Spiritual Depression is Coming for You

by Jared Musgrove December 6, 2016

If you've been a Christian believer for any amount of time, you're familiar with the feeling:

It's like you’re . . . off. Foggy. You're not connecting with God, even after you've asked Him to search your heart and reveal to you any unconfessed or secret sin. You are praying your guts out (or perhaps just exhausted from trying to). You read the Scriptures hoping to feel real again but can’t get past a verse or two. Your relationships are going well enough, but you feel distant and disconnected from everyone. There's no reason to be in a desert, but here you find yourself. Wandering and wondering.

And you are not alone.

What you are experiencing is a reality of the Christian life. It is spiritual depression. And it affects us all at one point or another. Most likely at several points.

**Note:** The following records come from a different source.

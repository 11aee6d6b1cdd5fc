pub mod job;
pub mod pipeline;
pub mod queue;
pub mod store;

pub use job::{Job, JobId, JobStatus};
pub use queue::{JobQueue, QueueError, QueueSettings};
pub use store::{CancelOutcome, JobStore};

I experienced this particular feeling five years ago. I realized something in me was "off." And there seemed to be no reason for feeling in a funk. 

My first sign of hope came from my reading Scripture, specifically from the transcript of Christ's temptation in Luke 4. I noticed Jesus was "led by the Spirit in the desert." He didn't do anything to get Himself there. The Holy Spirit led the Lord Himself into the desert for a specific purpose. This set me on a journey to find out more.

I soon learned that I was not alone in facing what is defined as spiritual depression: "The fact remains," D. Martyn Lloyd-Jones begins in his book Spiritual Depression "that there are large numbers of Christian people who give the impression of being unhappy. They are cast down, their souls are 'disquieted within them', and it is because of that that I am calling attention to the subject."

Spiritual depression is a part of the Christian life. Lloyd-Jones puts it this way:

You cannot isolate the spiritual from the physical for we are body, mind and spirit. The greatest and the best Christians when they are physically weak are more prone to an attack of spiritual depression than at any other time and there are great illustrations of this in the Scriptures.

This is evidenced in the history of the people of God going all the way back to the Old and the New Testaments. Lloyd-Jones describes the heroes of the Bible as “noble souls struggling with their problems and themselves.”

Being pointed continually back to Scripture started the process of getting to the root of my own spiritual depression.

Lloyd-Jones also called me out in distinguishing that there are certain personalities who are hard on themselves, given to unhealthy introspection. He writes:

Some of us by nature, and by the very type to which we belong, are more given to this spiritual disease called spiritual depression than others. We belong to the same company as Jeremiah, and John the Baptist and Paul and Luther and many others. A great company! Yes, but you cannot belong to it without being unusually subject to this particular type of trial.

This kind of insight and counsel pervades the book. It helped me better know how I was knit together and granted me impetus to wage good warfare for the sake of my joy in Him.

Whether the source of spiritual depression is external (state of the world, opposition to truth, suffering) or internal (covetousness, vicarious living, your Myers-Briggs-ness), there are large numbers of Christian people living in it, appearing unhappy to our fallen world. And in this, there is no joy for the Christian or display of Christ to the lost.

Lloyd-Jones defines in his book an important and vital issue most Christians face but never really understand or defeat because they are blinded to it. I'm thankful for God’s use of this pastor’s writing to lead me in diagnosing and combating an all-too-common yet subversive threat to my joy in Christ. May the Lord use this blog and Pastor Lloyd-Jones to lead you on a similar exodus.